> **MATERIAL PROVIDED**
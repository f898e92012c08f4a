//! Common identifiers, errors and precision helpers

pub mod errors;
pub mod identifiers;
pub mod precision;

pub use errors::{AmmError, Result};
pub use identifiers::{
    AccountAddress, PoolAddress, TokenMint, TokenPairKey, TxSignature, WalletAddress,
};
pub use precision::{
    decimal_from_f64, require_positive, round_charged, round_paid_out, AMOUNT_EPSILON,
    AMOUNT_SCALE,
};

> **TASK DESCRIPTION**
Output the full listing. Match it exactly.

> **ANSWER TO THIS EXERCISE**
repository f898e92012c08f4a
//! Common identifiers, errors and precision helpers

pub mod errors;
pub mod identifiers;
pub mod precision;

pub use errors::{AmmError, Result};
pub use identifiers::{
    AccountAddress, PoolAddress, TokenMint, TokenPairKey, TxSignature, WalletAddress,
};
pub use precision::{
    decimal_from_f64, require_positive, round_charged, round_paid_out, AMOUNT_EPSILON,
    AMOUNT_SCALE,
};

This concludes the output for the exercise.